* [REQUIRED WORK]
Find every line in the records below that contains the word "String", and copy each such line.

[Saved data entries]
--------------------

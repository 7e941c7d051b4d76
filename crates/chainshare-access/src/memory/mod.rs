//! In-memory implementations for testing

mod mirror;

pub use mirror::InMemoryMirror;
use crate::error::{ServerError, ServerResult};
use axum::{
    extract::Request,
    http::header::HeaderMap,
    middleware::Next,
    response::Response,
};
use chainshare_access::Address;

pub const WALLET_HEADER: &str = "x-wallet-address";

/// Acting identity, inserted into request extensions
#[derive(Clone, Copy, Debug)]
pub struct CallerIdentity(pub Address);

/// Extract and validate the caller's wallet address
pub fn extract_wallet_address(headers: &HeaderMap) -> ServerResult<Address> {
    let raw = headers
        .get(WALLET_HEADER)
        .and_then(|v| v.to_str().ok())
        .ok_or_else(|| ServerError::Unauthorized("Missing X-Wallet-Address header".into()))?;

    let address = Address::parse(raw)
        .ok_or_else(|| ServerError::BadRequest(format!("Invalid wallet address: {raw}")))?;
    if address.is_zero() {
        return Err(ServerError::BadRequest("Zero address cannot act".into()));
    }
    Ok(address)
}

/// Middleware for mutating routes: rejects requests without a valid wallet
pub async fn require_wallet(mut request: Request, next: Next) -> Result<Response, ServerError> {
    let caller = extract_wallet_address(request.headers())?;
    request.extensions_mut().insert(CallerIdentity(caller));
    Ok(next.run(request).await)
}
impl AccessContext {
    pub fn new(
        transport: Arc<dyn ContractTransport>,
        mirror: Arc<dyn MirrorStore>,
        cache: Arc<ResolutionCache>,
    ) -> Self {
        let registry = RegistryClient::new(transport);
        let resolver = AccessResolver::new(
            Arc::new(RegistrySource::new(registry.clone())),
            Arc::new(CacheSource::new(cache.clone())),
            cache.clone(),
        );
        Self {
            registry,
            cache,
            mirror,
            resolver,
        }
    }

    pub fn registry(&self) -> &RegistryClient {
        &self.registry
    }

    pub fn cache(&self) -> &ResolutionCache {
        &self.cache
    }

    pub fn mirror(&self) -> &dyn MirrorStore {
        self.mirror.as_ref()
    }

    pub fn resolver(&self) -> &AccessResolver {
        &self.resolver
    }

    // Resolution

    pub async fn resolve(
        &self,
        file: &ContentId,
        requester: &Address,
        operation: Operation,
    ) -> AccessResult<AccessDecision> {
        self.resolver.resolve(file, requester, operation).await
    }

    pub async fn resolve_or_deny(
        &self,
        file: &ContentId,
        requester: &Address,
        operation: Operation,
    ) -> AccessDecision {
        self.resolver.resolve_or_deny(file, requester, operation).await
    }

    pub async fn resolve_many(
        &self,
        files: &[ContentId],
        requester: &Address,
        operation: Operation,
    ) -> Vec<(ContentId, AccessResult<AccessDecision>)> {
        self.resolver.resolve_many(files, requester, operation).await
    }

    // Writes

    /// Record upload metadata in the mirror
    pub async fn record_file(&self, record: &FileRecord) -> AccessResult<()> {
        self.mirror.upsert_file(record).await?;
        tracing::info!(
            file = %record.content_id,
            uploader = %record.uploader.short(),
            "recorded upload"
        );
        Ok(())
    }

    /// Register `file` with `as_identity` as its owner.
    ///
    /// On success the cache records the owner as pending until a registry
    /// read confirms it.
    pub async fn register_file(
        &self,
        file: &ContentId,
        as_identity: &Address,
    ) -> AccessResult<RegistrationReceipt> {
        let receipt = self.registry.register_file(file, as_identity).await?;
        self.cache.record_pending(file, as_identity);
        Ok(receipt)
    }

    /// Always `NotSupported`: the contract cannot unregister files
    pub async fn unregister_file(
        &self,
        file: &ContentId,
        as_identity: &Address,
    ) -> AccessResult<TxReceipt> {
        self.registry.unregister_file(file, as_identity).await
    }

    pub async fn grant_access(
        &self,
        file: &ContentId,
        grantee: &Address,
        as_identity: &Address,
    ) -> AccessResult<TxReceipt> {
        let receipt = self.registry.grant_access(file, grantee, as_identity).await?;
        let mirrored = self.mirror.record_grant(file, grantee, as_identity).await;
        self.swallow_mirror_failure(file, grantee, AccessType::Grant, mirrored);
        Ok(receipt)
    }

    pub async fn revoke_access(
        &self,
        file: &ContentId,
        grantee: &Address,
        as_identity: &Address,
    ) -> AccessResult<TxReceipt> {
        let receipt = self.registry.revoke_access(file, grantee, as_identity).await?;
        let mirrored = self.mirror.record_revoke(file, grantee).await;
        self.swallow_mirror_failure(file, grantee, AccessType::Grant, mirrored);
        Ok(receipt)
    }

    pub async fn add_to_blacklist(
        &self,
        file: &ContentId,
        identity: &Address,
        as_identity: &Address,
    ) -> AccessResult<TxReceipt> {
        let receipt = self
            .registry
            .add_to_blacklist(file, identity, as_identity)
            .await?;
        self.mirror_entry(file, identity, AccessType::Blacklist, Some(as_identity))
            .await;
        Ok(receipt)
    }

    pub async fn remove_from_blacklist(
        &self,
        file: &ContentId,
        identity: &Address,
        as_identity: &Address,
    ) -> AccessResult<TxReceipt> {
        let receipt = self
            .registry
            .remove_from_blacklist(file, identity, as_identity)
            .await?;
        self.mirror_entry(file, identity, AccessType::Blacklist, None)
            .await;
        Ok(receipt)
    }

    pub async fn add_to_whitelist(
        &self,
        file: &ContentId,
        identity: &Address,
        as_identity: &Address,
    ) -> AccessResult<TxReceipt> {
        let receipt = self
            .registry
            .add_to_whitelist(file, identity, as_identity)
            .await?;
        self.mirror_entry(file, identity, AccessType::Whitelist, Some(as_identity))
            .await;
        Ok(receipt)
    }

    pub async fn remove_from_whitelist(
        &self,
        file: &ContentId,
        identity: &Address,
        as_identity: &Address,
    ) -> AccessResult<TxReceipt> {
        let receipt = self
            .registry
            .remove_from_whitelist(file, identity, as_identity)
            .await?;
        self.mirror_entry(file, identity, AccessType::Whitelist, None)
            .await;
        Ok(receipt)
    }

    pub async fn toggle_whitelist_mode(
        &self,
        file: &ContentId,
        as_identity: &Address,
    ) -> AccessResult<TxReceipt> {
        self.registry.toggle_whitelist_mode(file, as_identity).await
    }

    // Queries

    /// Everything a share panel shows for `file`, read concurrently
    pub async fn file_permissions(
        &self,
        file: &ContentId,
        viewer: Option<&Address>,
    ) -> AccessResult<FilePermissions> {
        let (owner, granted, blacklisted, whitelisted, whitelist_mode) = futures::try_join!(
            self.registry.get_owner(file),
            self.registry.get_granted_identities(file),
            self.registry.get_blacklisted(file),
            self.registry.get_whitelisted(file),
            self.registry.is_whitelist_mode_on(file),
        )?;

        if let Some(owner) = owner {
            self.cache.confirm(file, &owner);
        }

        Ok(FilePermissions {
            file: file.clone(),
            owner,
            viewer_is_owner: matches!((owner, viewer), (Some(o), Some(v)) if o == *v),
            granted,
            blacklisted,
            whitelisted,
            whitelist_mode,
        })
    }

    /// Files shared with `identity`, from the mirror.
    ///
    /// Each candidate is checked against the registry to label it, but the
    /// check never removes a file from the list.
    pub async fn shared_with(&self, identity: &Address) -> AccessResult<Vec<SharedFile>> {
        let candidates = self.mirror.list_files_granted_to(identity).await?;
        let ids: Vec<ContentId> = candidates.iter().map(|r| r.content_id.clone()).collect();
        let checks = self.resolver.resolve_many(&ids, identity, Operation::View).await;

        Ok(candidates
            .into_iter()
            .zip(checks)
            .map(|(record, (_, check))| {
                let corroboration = match check {
                    Ok(decision) if decision.allowed => Corroboration::Confirmed,
                    Ok(decision) if decision.reason == DecisionReason::RegistryError => {
                        Corroboration::Unverified
                    }
                    Ok(_) => Corroboration::Contradicted,
                    Err(_) => Corroboration::Unverified,
                };
                SharedFile {
                    record,
                    corroboration,
                }
            })
            .collect())
    }

    /// Log an access to `file`. Best-effort.
    pub async fn record_access(&self, file: &ContentId, identity: &Address, operation: Operation) {
        if let Err(e) = self
            .mirror
            .record_access_event(file, identity, operation)
            .await
        {
            tracing::warn!(file = %file, error = %e, "failed to log file access");
        }
    }

    async fn mirror_entry(
        &self,
        file: &ContentId,
        identity: &Address,
        access_type: AccessType,
        activate_by: Option<&Address>,
    ) {
        let mirrored = match activate_by {
            Some(by) => {
                self.mirror
                    .upsert_entry(file, identity, access_type, Some(by))
                    .await
            }
            None => self.mirror.deactivate_entry(file, identity, access_type).await,
        };
        self.swallow_mirror_failure(file, identity, access_type, mirrored);
    }

    fn swallow_mirror_failure(
        &self,
        file: &ContentId,
        identity: &Address,
        access_type: AccessType,
        result: AccessResult<()>,
    ) {
        if let Err(e) = result {
            tracing::warn!(
                file = %file,
                identity = %identity.short(),
                access_type = access_type.as_str(),
                error = %e,
                "registry write succeeded but mirror write failed"
            );
        }
    }
}
pub mod wallet;

pub use wallet::{CallerIdentity, WALLET_HEADER, extract_wallet_address, require_wallet};
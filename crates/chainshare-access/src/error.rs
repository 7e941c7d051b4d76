//! Access service error types

use thiserror::Error;

pub type AccessResult<T> = Result<T, AccessError>;

#[derive(Debug, Error)]
pub enum AccessError {
    /// Registry read failed (RPC error, malformed response). Never means "denied".
    #[error("Registry unavailable: {0}")]
    RegistryUnavailable(String),

    #[error("Transaction reverted: {0}")]
    Reverted(String),

    #[error("File may already be registered: {0}")]
    AlreadyRegistered(String),

    /// Pre-flight estimation failed; nothing was submitted.
    #[error("Gas estimation failed: {0}")]
    EstimationFailed(String),

    #[error("Transaction submission timed out")]
    SubmissionTimedOut,

    #[error("No signer or network connection: {0}")]
    Connection(String),

    #[error("Operation not supported: {0}")]
    NotSupported(&'static str),

    #[error("Mirror write failed: {0}")]
    MirrorWriteFailed(String),

    #[error("File not found: {0}")]
    FileNotFound(String),

    #[error("Invalid identity: {0}")]
    InvalidIdentity(String),

    #[error("Invalid content id: {0}")]
    InvalidContentId(String),

    #[cfg(feature = "sqlite")]
    #[error("Database error: {0}")]
    Database(#[from] rusqlite::Error),
}

impl AccessError {
    /// Whether a caller may reasonably retry the same operation later.
    pub fn is_retryable(&self) -> bool {
        matches!(
            self,
            AccessError::RegistryUnavailable(_)
                | AccessError::EstimationFailed(_)
                | AccessError::SubmissionTimedOut
                | AccessError::Connection(_)
        )
    }
}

--------------------

* [ANSWER TO THE PROBLEM]
    RegistryUnavailable(String),
    Reverted(String),
    AlreadyRegistered(String),
    EstimationFailed(String),
    Connection(String),
    MirrorWriteFailed(String),
    FileNotFound(String),
    InvalidIdentity(String),
    InvalidContentId(String),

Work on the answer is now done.